### Exercise prompt
If "their" shows up in a line of the material, return that line.
—————
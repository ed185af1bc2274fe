//! Precompute: turn a solved progressive scene into packed tables
//!
//! Packing snapshots the measured form factors and the interpolation
//! graph into the flat, shard-partitioned layout the replay runtime
//! consumes. Energy state is NOT packed; the runtime re-seeds from
//! scene lighting on every reset.

use crate::packed::file::{
    PackedCorner, PackedFactor, PackedShard, PackedSmoothing, PackedSolverFile,
};
use crate::radiosity::scene::ProgressiveScene;
use crate::smoothing::InterpolationGraph;

/// Build packed tables from measured factors and a smoothing graph
///
/// Destinations are distributed round-robin over `num_shards` so
/// parallel replay workers own disjoint energy ranges. Triangles whose
/// factors were never measured pack as empty rows; their energy cannot
/// move at replay time, so packing is normally done after the
/// progressive solve converged.
pub fn pack(
    scene: &ProgressiveScene,
    graph: &InterpolationGraph,
    num_shards: u32,
) -> PackedSolverFile {
    let num_shards = num_shards.max(1);
    let count = scene.triangle_count();

    let unmeasured = scene
        .triangles()
        .iter()
        .filter(|t| !t.is_inert() && t.factor_rays == 0)
        .count();
    if unmeasured > 0 {
        log::warn!("packing {unmeasured} triangles with unmeasured factors, their energy will not move at replay");
    }

    // Two passes per shard: count factors per source, then fill
    let mut shards: Vec<PackedShard> = (0..num_shards)
        .map(|_| PackedShard {
            offsets: vec![0u32; count + 1],
            factors: Vec::new(),
        })
        .collect();

    for (source, tri) in scene.triangles().iter().enumerate() {
        for factor in &tri.factors {
            let shard = (factor.destination % num_shards) as usize;
            // counts land in offsets[source + 1], the prefix sum below
            // turns them into end offsets
            shards[shard].offsets[source + 1] += 1;
        }
    }
    for shard in &mut shards {
        let mut running = 0u32;
        for offset in shard.offsets.iter_mut() {
            running += *offset;
            *offset = running;
        }
        shard.factors = vec![
            PackedFactor {
                dest_local: 0,
                visibility: 0.0,
            };
            running as usize
        ];
    }

    let mut cursors: Vec<Vec<u32>> = shards
        .iter()
        .map(|s| s.offsets[..count].to_vec())
        .collect();
    for (source, tri) in scene.triangles().iter().enumerate() {
        for factor in &tri.factors {
            let shard = (factor.destination % num_shards) as usize;
            let slot = cursors[shard][source];
            shards[shard].factors[slot as usize] = PackedFactor {
                dest_local: factor.destination / num_shards,
                visibility: factor.visibility,
            };
            cursors[shard][source] += 1;
        }
    }

    PackedSolverFile {
        triangle_count: count as u32,
        num_shards,
        shards,
        areas: scene.triangles().iter().map(|t| t.plane.area).collect(),
        is_lod0: scene.triangles().iter().map(|t| t.is_lod0).collect(),
        smoothing: flatten_smoothing(graph, count),
    }
}

/// Flatten the node arena into offset/corner arrays
fn flatten_smoothing(graph: &InterpolationGraph, triangle_count: usize) -> PackedSmoothing {
    let mut node_offsets = Vec::with_capacity(graph.node_count() + 1);
    let mut corners = Vec::new();
    node_offsets.push(0u32);
    for node in graph.nodes() {
        for corner in &node.corners {
            corners.push(PackedCorner {
                triangle: corner.triangle,
                weight: corner.weight,
            });
        }
        node_offsets.push(corners.len() as u32);
    }

    let triangle_nodes = (0..triangle_count)
        .map(|t| {
            let handles = graph.triangle_nodes(t as u32);
            [handles[0].raw(), handles[1].raw(), handles[2].raw()]
        })
        .collect();

    PackedSmoothing {
        node_offsets,
        corners,
        triangle_nodes,
    }
}
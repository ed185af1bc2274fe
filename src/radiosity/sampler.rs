//! Low-discrepancy hemisphere sampling for factor measurement
//!
//! Exit directions for form-factor shooting come from a golden-ratio
//! spiral remapped to a cosine-weighted hemisphere, so a batch of N
//! rays is stratified and fully deterministic for a given batch offset.
//! Ray origins jitter over the shooter's surface with a seeded RNG;
//! the same seed reproduces the same shooting sequence.

use glam::Vec3;
use rand::rngs::SmallRng;
use rand::Rng;

use crate::geometry::barycentric_point;

/// Inverse golden ratio, drives the spiral azimuth sequence
const INV_GOLDEN: f32 = 0.618_034;

/// Cosine-weighted hemisphere direction for sample `i` of `n`
///
/// `offset` rotates the whole sequence (Cranley-Patterson style) so
/// successive batches from one shooter do not repeat directions.
#[inline]
pub fn hemisphere_direction(i: u32, n: u32, offset: f32, normal: Vec3) -> Vec3 {
    let u = (i as f32 + 0.5) / n as f32;
    let phi = std::f32::consts::TAU * ((i as f32 * INV_GOLDEN + offset).fract());

    // Cosine-weighted: pdf = cos(theta)/pi, ideal for diffuse exitance
    let r = u.sqrt();
    let z = (1.0 - u).max(0.0).sqrt();
    let local = Vec3::new(r * phi.cos(), r * phi.sin(), z);

    let (tangent, bitangent) = orthonormal_basis(normal);
    tangent * local.x + bitangent * local.y + normal * local.z
}

/// Stable orthonormal basis around a unit normal
#[inline]
pub fn orthonormal_basis(normal: Vec3) -> (Vec3, Vec3) {
    let helper = if normal.x.abs() > 0.9 { Vec3::Y } else { Vec3::X };
    let tangent = helper.cross(normal).normalize_or_zero();
    let bitangent = normal.cross(tangent);
    (tangent, bitangent)
}

/// Uniform random point on a triangle via barycentric folding
#[inline]
pub fn surface_point(rng: &mut SmallRng, vertices: &[Vec3; 3]) -> Vec3 {
    let mut u: f32 = rng.gen();
    let mut v: f32 = rng.gen();
    if u + v > 1.0 {
        u = 1.0 - u;
        v = 1.0 - v;
    }
    barycentric_point(vertices, u, v)
}
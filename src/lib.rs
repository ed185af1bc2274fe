//! # ember-gi
//!
//! Global-illumination light transport for triangle scenes.
//!
//! Three cooperating engines share one energy model:
//!
//! - **Progressive radiosity**: a shooting solver that lazily measures
//!   form factors with stratified hemisphere rays and redistributes
//!   unshot energy, refining forever and readable at any moment.
//! - **Packed replay**: the measured factors frozen into flat,
//!   shard-partitioned tables (saved as a checksummed binary file) and
//!   replayed with no ray casting, single- or multi-threaded.
//! - **Final gather**: a per-ray radiance query that traces specular
//!   chains exactly and reads the diffuse component from either solver.
//!
//! A vertex-smoothing interpolation graph turns the per-triangle
//! results into continuous per-vertex lighting.
//!
//! ## Example
//!
//! ```rust,ignore
//! use ember_gi::prelude::*;
//!
//! let mesh = TriangleMesh::new(vertices, indices, materials, slots)?;
//! let collider = Collider::build(&mesh);
//! let mut scene = ProgressiveScene::new(&mesh);
//!
//! scene.reset(true, true, &DirectIrradiance::FloatRgb(&direct))?;
//! scene.improve(&collider, || start.elapsed() > budget);
//!
//! let exitance = scene.triangle(0).exitance();
//! ```

#![warn(missing_docs)]

pub mod collider;
pub mod gather;
pub mod geometry;
pub mod material;
pub mod packed;
pub mod radiosity;
pub mod smoothing;
pub mod types;

/// Library version
pub const VERSION: &str = env!("CARGO_PKG_VERSION");

/// Prelude - commonly used types and functions
pub mod prelude {
    pub use crate::collider::Collider;
    pub use crate::gather::{
        render_rows, ConstantEnvironment, Environment, GatherQuality, Gatherer, Light,
        SkyEnvironment, SolverRead,
    };
    pub use crate::geometry::{GeometryError, SceneGeometry, TriangleMesh, TrianglePlane};
    pub use crate::material::Material;
    pub use crate::packed::{
        load_packed, pack, read_header, save_packed, FileError, PackedSolver, PackedSolverFile,
        Threading,
    };
    pub use crate::radiosity::{
        ConsistencyReport, DirectIrradiance, ImproveStatus, ProgressiveScene, ScaleTable,
        SceneStats, SolverError,
    };
    pub use crate::smoothing::{InterpolationGraph, NodeHandle, SmoothingConfig};
    pub use crate::types::{energy_sum, Aabb, Ray, RayHit, TriangleIndex};
    pub use glam::Vec3;
}

// Re-exports for convenience
pub use collider::Collider;
pub use geometry::TriangleMesh;
pub use packed::PackedSolver;
pub use radiosity::ProgressiveScene;
//! Packed replay runtime
//!
//! Replays precomputed factor tables for realtime lighting: no rays,
//! no measurement, just energy moving over the packed edges. Energy
//! lives in per-shard arrays matching the file's destination
//! partition, so the multi-threaded path can hand each shard to its
//! own worker without any write sharing.

use glam::Vec3;
use rayon::prelude::*;

use crate::geometry::SceneGeometry;
use crate::packed::file::{load_packed, FileError, PackedSolverFile};
use crate::radiosity::scene::{ImproveStatus, SolverError};
use crate::smoothing::SENTINEL_IRRADIANCE;
use crate::types::energy_sum;
use std::path::Path;

/// Shooters replayed per batch
pub const BESTS: usize = 200;

/// Unshot energy below this fraction of injected flux is negligible
const NEGLIGIBLE_ENERGY: f32 = 1e-6;

/// Replay execution strategy
#[derive(Debug, Clone, Copy, PartialEq, Eq)]
pub enum Threading {
    /// One thread, shooters processed strictly in order; energy a
    /// shooter received earlier in the batch is included when its turn
    /// comes
    Single,
    /// Shard-parallel over the rayon pool; the whole batch shoots a
    /// snapshot of its energy, receipts within the batch wait for a
    /// later batch
    Multi,
}

/// Per-shard mutable energy state, indexed by `dest_local`
#[derive(Debug, Clone)]
struct ShardState {
    /// Exiting flux waiting to be shot (W)
    to_diffuse: Vec<Vec3>,
    /// Exiting flux already shot (W)
    diffused: Vec<Vec3>,
    /// Exiting-side seed from the last reset (W)
    seed: Vec<Vec3>,
}

impl ShardState {
    fn zeroed(len: usize) -> Self {
        ShardState {
            to_diffuse: vec![Vec3::ZERO; len],
            diffused: vec![Vec3::ZERO; len],
            seed: vec![Vec3::ZERO; len],
        }
    }
}

/// Realtime solver replaying a [`PackedSolverFile`]
pub struct PackedSolver {
    file: PackedSolverFile,
    shards: Vec<ShardState>,
    /// Diffuse reflectance per global triangle, cached at reset
    reflectance: Vec<Vec3>,
    injected_flux: f32,
    /// Smoothed per-node indirect irradiance
    indirect_cache: Vec<Vec3>,
    /// Sum of corner weights per node
    node_power: Vec<f32>,
    /// Bumped whenever energy moves
    energy_generation: u64,
    /// Generation the cache was computed at
    cache_generation: u64,
}

impl PackedSolver {
    /// Wrap validated packed tables
    pub fn new(file: PackedSolverFile) -> Result<Self, FileError> {
        file.validate()?;
        let shards = (0..file.num_shards)
            .map(|s| ShardState::zeroed(file.shard_len(s)))
            .collect();
        let node_count = file.smoothing.node_count();
        let node_power = (0..node_count)
            .map(|n| {
                file.smoothing
                    .corners_of(n as u32)
                    .iter()
                    .map(|c| c.weight)
                    .sum()
            })
            .collect();
        Ok(PackedSolver {
            reflectance: vec![Vec3::ZERO; file.triangle_count as usize],
            shards,
            injected_flux: 0.0,
            indirect_cache: vec![Vec3::ZERO; node_count],
            node_power,
            energy_generation: 0,
            cache_generation: 0,
            file,
        })
    }

    /// Load packed tables from disk and wrap them
    pub fn load(path: impl AsRef<Path>) -> Result<Self, FileError> {
        Self::new(load_packed(path)?)
    }

    /// The underlying tables
    #[inline]
    pub fn file(&self) -> &PackedSolverFile {
        &self.file
    }

    /// Triangles covered by the tables
    #[inline]
    pub fn triangle_count(&self) -> usize {
        self.file.triangle_count as usize
    }

    #[inline]
    fn locate(&self, t: u32) -> (usize, usize) {
        (
            (t % self.file.num_shards) as usize,
            (t / self.file.num_shards) as usize,
        )
    }

    /// Re-seed energy from current scene lighting; factors are
    /// untouched, so this is cheap enough to run per frame
    pub fn illumination_reset(&mut self, geometry: &dyn SceneGeometry) -> Result<(), SolverError> {
        if geometry.triangle_count() != self.triangle_count() {
            return Err(SolverError::EncodingMismatch {
                expected: self.triangle_count(),
                got: geometry.triangle_count(),
            });
        }
        self.injected_flux = 0.0;
        for t in 0..self.triangle_count() {
            let area = self.file.areas[t];
            let seed = match geometry.material(t) {
                Some(material) if area > 0.0 => {
                    self.reflectance[t] = material.diffuse_reflectance;
                    geometry.direct_irradiance(t) * material.diffuse_reflectance * area
                        + material.diffuse_emittance * area
                }
                _ => {
                    self.reflectance[t] = Vec3::ZERO;
                    Vec3::ZERO
                }
            };
            let (shard, local) = self.locate(t as u32);
            let state = &mut self.shards[shard];
            state.seed[local] = seed;
            state.to_diffuse[local] = seed;
            state.diffused[local] = Vec3::ZERO;
            self.injected_flux += energy_sum(seed);
        }
        self.energy_generation += 1;
        Ok(())
    }

    /// Replay batches of the best shooters until `end` returns true or
    /// all unshot energy is negligible
    pub fn illumination_improve(
        &mut self,
        mut end: impl FnMut() -> bool,
        threading: Threading,
    ) -> ImproveStatus {
        if self.injected_flux <= 0.0 {
            return ImproveStatus::Finished;
        }
        let mut improved = false;
        loop {
            let batch = self.select_bests();
            if batch.is_empty() {
                break;
            }
            match threading {
                Threading::Single => self.replay_sequential(&batch),
                Threading::Multi => self.replay_parallel(&batch),
            }
            self.energy_generation += 1;
            improved = true;
            if end() {
                break;
            }
        }
        if improved {
            ImproveStatus::Improved
        } else {
            ImproveStatus::NotImproved
        }
    }

    /// Up to [`BESTS`] shooters with the most unshot energy
    fn select_bests(&self) -> Vec<u32> {
        let threshold = NEGLIGIBLE_ENERGY * self.injected_flux.max(f32::MIN_POSITIVE);
        let mut candidates: Vec<(u32, f32)> = (0..self.file.triangle_count)
            .filter_map(|t| {
                let (shard, local) = self.locate(t);
                let unshot = energy_sum(self.shards[shard].to_diffuse[local]);
                (unshot > threshold).then_some((t, unshot))
            })
            .collect();
        candidates.sort_unstable_by(|a, b| {
            b.1.partial_cmp(&a.1).unwrap_or(std::cmp::Ordering::Equal)
        });
        candidates.truncate(BESTS);
        candidates.into_iter().map(|(t, _)| t).collect()
    }

    /// One shooter at a time; a shooter sees energy delivered to it by
    /// earlier members of the same batch
    fn replay_sequential(&mut self, batch: &[u32]) {
        let num_shards = self.file.num_shards;
        for &shooter in batch {
            let (shard, local) = self.locate(shooter);
            let exiting = {
                let state = &mut self.shards[shard];
                let e = state.to_diffuse[local];
                state.diffused[local] += e;
                state.to_diffuse[local] = Vec3::ZERO;
                e
            };
            for s in 0..num_shards as usize {
                // split borrow: the factor table is read-only
                let table = &self.file.shards[s];
                let state = &mut self.shards[s];
                for factor in table.factors_of(shooter) {
                    let dest_global = factor.dest_local * num_shards + s as u32;
                    let retained =
                        exiting * factor.visibility * self.reflectance[dest_global as usize];
                    state.to_diffuse[factor.dest_local as usize] += retained;
                    self.injected_flux += energy_sum(retained);
                }
            }
        }
    }

    /// Whole batch shoots a snapshot, shards replay in parallel
    fn replay_parallel(&mut self, batch: &[u32]) {
        let num_shards = self.file.num_shards;
        let snapshot: Vec<(u32, Vec3)> = batch
            .iter()
            .map(|&shooter| {
                let (shard, local) = self.locate(shooter);
                let state = &mut self.shards[shard];
                let e = state.to_diffuse[local];
                state.diffused[local] += e;
                state.to_diffuse[local] = Vec3::ZERO;
                (shooter, e)
            })
            .collect();

        let file = &self.file;
        let reflectance = &self.reflectance;
        let added: f32 = self
            .shards
            .par_iter_mut()
            .enumerate()
            .map(|(s, state)| {
                let table = &file.shards[s];
                let mut added = 0.0;
                for &(shooter, exiting) in &snapshot {
                    for factor in table.factors_of(shooter) {
                        let dest_global = factor.dest_local * num_shards + s as u32;
                        let retained =
                            exiting * factor.visibility * reflectance[dest_global as usize];
                        state.to_diffuse[factor.dest_local as usize] += retained;
                        added += energy_sum(retained);
                    }
                }
                added
            })
            .sum();
        self.injected_flux += added;
    }

    /// Radiant exitance of one triangle (W/m^2)
    pub fn triangle_exitance(&self, t: u32) -> Vec3 {
        let area = self.file.areas[t as usize];
        if area <= 0.0 {
            return Vec3::ZERO;
        }
        let (shard, local) = self.locate(t);
        let state = &self.shards[shard];
        (state.to_diffuse[local] + state.diffused[local]) / area
    }

    /// Indirect irradiance of one triangle (W/m^2), derived from the
    /// exiting accumulators by inverting the reflectance scaling
    pub fn triangle_indirect_irradiance(&self, t: u32) -> Vec3 {
        let area = self.file.areas[t as usize];
        if area <= 0.0 {
            return Vec3::ZERO;
        }
        let (shard, local) = self.locate(t);
        let state = &self.shards[shard];
        let received = state.to_diffuse[local] + state.diffused[local] - state.seed[local];
        let rho = self.reflectance[t as usize];
        let inv_area = 1.0 / area;
        let per_channel = |received: f32, reflectance: f32| {
            if reflectance > 1e-6 {
                received / reflectance * inv_area
            } else {
                0.0
            }
        };
        Vec3::new(
            per_channel(received.x, rho.x),
            per_channel(received.y, rho.y),
            per_channel(received.z, rho.z),
        )
    }

    /// Unshot exiting flux summed over the scene (W)
    pub fn unshot_flux(&self) -> f32 {
        self.shards
            .iter()
            .flat_map(|s| s.to_diffuse.iter())
            .map(|&e| energy_sum(e))
            .sum()
    }

    /// Exiting flux summed over the scene, shot and unshot (W)
    pub fn total_flux(&self) -> f32 {
        self.shards
            .iter()
            .map(|s| {
                s.to_diffuse
                    .iter()
                    .zip(&s.diffused)
                    .map(|(&a, &b)| energy_sum(a + b))
                    .sum::<f32>()
            })
            .sum()
    }

    /// Running total of injected flux (W)
    #[inline]
    pub fn injected_flux(&self) -> f32 {
        self.injected_flux
    }

    /// Recompute the smoothed per-node indirect cache; O(corners).
    /// Rounding can push a node slightly negative, clamped here so
    /// readers never see negative irradiance.
    pub fn update_indirect_irradiance(&mut self) {
        for n in 0..self.indirect_cache.len() {
            if self.node_power[n] <= 0.0 {
                self.indirect_cache[n] = SENTINEL_IRRADIANCE;
                continue;
            }
            let mut sum = Vec3::ZERO;
            for corner in self.file.smoothing.corners_of(n as u32) {
                sum += self.triangle_indirect_irradiance(corner.triangle) * corner.weight;
            }
            self.indirect_cache[n] = (sum / self.node_power[n]).max(Vec3::ZERO);
        }
        self.cache_generation = self.energy_generation;
    }

    /// Cached smoothed indirect irradiance at one triangle corner
    ///
    /// Reads the cache as-is; call [`Self::update_indirect_irradiance`]
    /// after improving to bring it up to date.
    pub fn indirect_irradiance(&self, t: u32, corner: usize) -> Vec3 {
        let node = self.file.smoothing.triangle_nodes[t as usize][corner];
        if node == u32::MAX {
            return SENTINEL_IRRADIANCE;
        }
        self.indirect_cache[node as usize]
    }

    /// Does the cache reflect the latest energy state?
    #[inline]
    pub fn is_cache_current(&self) -> bool {
        self.cache_generation == self.energy_generation
    }
}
—————
### Result
/// factors were never measured pack as empty rows; their energy cannot
        log::warn!("packing {unmeasured} triangles with unmeasured factors, their energy will not move at replay");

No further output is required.